Supplied material: Begin

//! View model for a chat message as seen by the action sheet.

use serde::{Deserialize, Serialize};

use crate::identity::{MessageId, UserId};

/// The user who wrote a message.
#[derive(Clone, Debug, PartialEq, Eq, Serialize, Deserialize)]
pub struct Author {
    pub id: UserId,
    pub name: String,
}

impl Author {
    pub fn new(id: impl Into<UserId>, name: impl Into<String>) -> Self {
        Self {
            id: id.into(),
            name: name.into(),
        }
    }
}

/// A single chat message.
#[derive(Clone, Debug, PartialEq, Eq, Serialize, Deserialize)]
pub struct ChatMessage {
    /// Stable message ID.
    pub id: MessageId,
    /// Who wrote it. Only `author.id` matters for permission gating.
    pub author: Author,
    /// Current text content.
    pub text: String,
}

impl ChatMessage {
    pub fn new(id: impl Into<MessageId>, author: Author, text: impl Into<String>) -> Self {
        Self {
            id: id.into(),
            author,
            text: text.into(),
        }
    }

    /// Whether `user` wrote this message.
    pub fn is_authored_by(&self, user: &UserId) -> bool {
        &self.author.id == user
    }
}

Supplied material: End

> _What to work on_
Begin with the line that contains "pub fn is_authored_by(&self, user: &UserId)" and quote each line after it exactly, stopping after the last line of the data.

> _Solution for this exercise_
    pub fn is_authored_by(&self, user: &UserId) -> bool {
        &self.author.id == user
    }
}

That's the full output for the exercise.